▶ What to do
All that is needed is the listing, transcribed exactly and in full.
---------- Material provided ----------
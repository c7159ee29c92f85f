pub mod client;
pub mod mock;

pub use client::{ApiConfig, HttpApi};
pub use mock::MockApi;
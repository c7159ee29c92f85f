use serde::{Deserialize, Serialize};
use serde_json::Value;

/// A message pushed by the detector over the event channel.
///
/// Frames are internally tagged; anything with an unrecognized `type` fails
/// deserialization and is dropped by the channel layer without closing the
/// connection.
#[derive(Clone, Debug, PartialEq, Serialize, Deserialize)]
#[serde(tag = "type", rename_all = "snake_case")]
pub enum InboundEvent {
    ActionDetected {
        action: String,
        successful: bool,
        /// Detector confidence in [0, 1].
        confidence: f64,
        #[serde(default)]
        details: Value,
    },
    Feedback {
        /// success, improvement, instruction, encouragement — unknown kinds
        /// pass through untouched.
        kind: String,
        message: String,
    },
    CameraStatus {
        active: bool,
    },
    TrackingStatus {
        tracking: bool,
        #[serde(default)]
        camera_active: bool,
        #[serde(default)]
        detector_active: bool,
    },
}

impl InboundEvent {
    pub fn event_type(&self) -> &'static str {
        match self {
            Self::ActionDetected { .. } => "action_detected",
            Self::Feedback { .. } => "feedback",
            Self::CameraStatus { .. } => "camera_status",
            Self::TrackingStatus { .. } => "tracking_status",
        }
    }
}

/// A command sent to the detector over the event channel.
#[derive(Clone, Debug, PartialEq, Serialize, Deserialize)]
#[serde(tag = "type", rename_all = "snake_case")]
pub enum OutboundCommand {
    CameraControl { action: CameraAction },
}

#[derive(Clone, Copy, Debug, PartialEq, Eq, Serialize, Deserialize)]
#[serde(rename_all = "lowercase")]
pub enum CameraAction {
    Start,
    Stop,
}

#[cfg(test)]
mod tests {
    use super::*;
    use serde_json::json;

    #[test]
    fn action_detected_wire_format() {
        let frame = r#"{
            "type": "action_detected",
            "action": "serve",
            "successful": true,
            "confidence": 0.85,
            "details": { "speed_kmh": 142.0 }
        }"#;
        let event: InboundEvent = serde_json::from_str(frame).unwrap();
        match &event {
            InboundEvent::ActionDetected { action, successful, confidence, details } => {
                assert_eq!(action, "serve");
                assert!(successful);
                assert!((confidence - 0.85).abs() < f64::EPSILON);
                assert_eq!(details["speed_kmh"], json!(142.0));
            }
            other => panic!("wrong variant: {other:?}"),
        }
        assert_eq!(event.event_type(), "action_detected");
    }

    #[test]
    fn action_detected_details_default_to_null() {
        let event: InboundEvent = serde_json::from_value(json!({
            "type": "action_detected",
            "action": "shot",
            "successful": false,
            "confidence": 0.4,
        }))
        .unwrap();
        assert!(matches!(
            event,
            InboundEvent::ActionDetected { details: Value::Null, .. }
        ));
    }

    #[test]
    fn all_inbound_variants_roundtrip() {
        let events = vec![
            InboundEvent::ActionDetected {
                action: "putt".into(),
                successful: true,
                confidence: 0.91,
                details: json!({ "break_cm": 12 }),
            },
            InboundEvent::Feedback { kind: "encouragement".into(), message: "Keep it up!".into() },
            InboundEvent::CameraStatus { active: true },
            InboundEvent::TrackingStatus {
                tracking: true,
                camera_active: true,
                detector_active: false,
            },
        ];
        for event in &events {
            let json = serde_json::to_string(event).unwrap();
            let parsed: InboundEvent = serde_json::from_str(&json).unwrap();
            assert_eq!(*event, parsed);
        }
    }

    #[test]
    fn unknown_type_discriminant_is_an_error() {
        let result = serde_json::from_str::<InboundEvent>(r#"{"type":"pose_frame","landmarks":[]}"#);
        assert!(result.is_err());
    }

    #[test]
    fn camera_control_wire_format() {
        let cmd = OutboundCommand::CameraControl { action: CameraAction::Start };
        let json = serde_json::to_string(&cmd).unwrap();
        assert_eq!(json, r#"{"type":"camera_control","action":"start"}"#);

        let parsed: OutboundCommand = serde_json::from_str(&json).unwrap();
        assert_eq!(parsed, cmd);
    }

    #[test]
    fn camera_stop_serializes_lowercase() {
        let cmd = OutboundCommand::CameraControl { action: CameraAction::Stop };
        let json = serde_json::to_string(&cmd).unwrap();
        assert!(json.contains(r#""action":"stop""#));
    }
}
----------
▶ Expected output
repository c7159ee29c92f85f
pub mod client;
pub mod mock;

pub use client::{ApiConfig, HttpApi};
pub use mock::MockApi;
repository c7159ee29c92f85f
use serde::{Deserialize, Serialize};
use serde_json::Value;

/// A message pushed by the detector over the event channel.
///
/// Frames are internally tagged; anything with an unrecognized `type` fails
/// deserialization and is dropped by the channel layer without closing the
/// connection.
#[derive(Clone, Debug, PartialEq, Serialize, Deserialize)]
#[serde(tag = "type", rename_all = "snake_case")]
pub enum InboundEvent {
    ActionDetected {
        action: String,
        successful: bool,
        /// Detector confidence in [0, 1].
        confidence: f64,
        #[serde(default)]
        details: Value,
    },
    Feedback {
        /// success, improvement, instruction, encouragement — unknown kinds
        /// pass through untouched.
        kind: String,
        message: String,
    },
    CameraStatus {
        active: bool,
    },
    TrackingStatus {
        tracking: bool,
        #[serde(default)]
        camera_active: bool,
        #[serde(default)]
        detector_active: bool,
    },
}

impl InboundEvent {
    pub fn event_type(&self) -> &'static str {
        match self {
            Self::ActionDetected { .. } => "action_detected",
            Self::Feedback { .. } => "feedback",
            Self::CameraStatus { .. } => "camera_status",
            Self::TrackingStatus { .. } => "tracking_status",
        }
    }
}

/// A command sent to the detector over the event channel.
#[derive(Clone, Debug, PartialEq, Serialize, Deserialize)]
#[serde(tag = "type", rename_all = "snake_case")]
pub enum OutboundCommand {
    CameraControl { action: CameraAction },
}

#[derive(Clone, Copy, Debug, PartialEq, Eq, Serialize, Deserialize)]
#[serde(rename_all = "lowercase")]
pub enum CameraAction {
    Start,
    Stop,
}

#[cfg(test)]
mod tests {
    use super::*;
    use serde_json::json;

    #[test]
    fn action_detected_wire_format() {
        let frame = r#"{
            "type": "action_detected",
            "action": "serve",
            "successful": true,
            "confidence": 0.85,
            "details": { "speed_kmh": 142.0 }
        }"#;
        let event: InboundEvent = serde_json::from_str(frame).unwrap();
        match &event {
            InboundEvent::ActionDetected { action, successful, confidence, details } => {
                assert_eq!(action, "serve");
                assert!(successful);
                assert!((confidence - 0.85).abs() < f64::EPSILON);
                assert_eq!(details["speed_kmh"], json!(142.0));
            }
            other => panic!("wrong variant: {other:?}"),
        }
        assert_eq!(event.event_type(), "action_detected");
    }

    #[test]
    fn action_detected_details_default_to_null() {
        let event: InboundEvent = serde_json::from_value(json!({
            "type": "action_detected",
            "action": "shot",
            "successful": false,
            "confidence": 0.4,
        }))
        .unwrap();
        assert!(matches!(
            event,
            InboundEvent::ActionDetected { details: Value::Null, .. }
        ));
    }

    #[test]
    fn all_inbound_variants_roundtrip() {
        let events = vec![
            InboundEvent::ActionDetected {
                action: "putt".into(),
                successful: true,
                confidence: 0.91,
                details: json!({ "break_cm": 12 }),
            },
            InboundEvent::Feedback { kind: "encouragement".into(), message: "Keep it up!".into() },
            InboundEvent::CameraStatus { active: true },
            InboundEvent::TrackingStatus {
                tracking: true,
                camera_active: true,
                detector_active: false,
            },
        ];
        for event in &events {
            let json = serde_json::to_string(event).unwrap();
            let parsed: InboundEvent = serde_json::from_str(&json).unwrap();
            assert_eq!(*event, parsed);
        }
    }

    #[test]
    fn unknown_type_discriminant_is_an_error() {
        let result = serde_json::from_str::<InboundEvent>(r#"{"type":"pose_frame","landmarks":[]}"#);
        assert!(result.is_err());
    }

    #[test]
    fn camera_control_wire_format() {
        let cmd = OutboundCommand::CameraControl { action: CameraAction::Start };
        let json = serde_json::to_string(&cmd).unwrap();
        assert_eq!(json, r#"{"type":"camera_control","action":"start"}"#);

        let parsed: OutboundCommand = serde_json::from_str(&json).unwrap();
        assert_eq!(parsed, cmd);
    }

    #[test]
    fn camera_stop_serializes_lowercase() {
        let cmd = OutboundCommand::CameraControl { action: CameraAction::Stop };
        let json = serde_json::to_string(&cmd).unwrap();
        assert!(json.contains(r#""action":"stop""#));
    }
}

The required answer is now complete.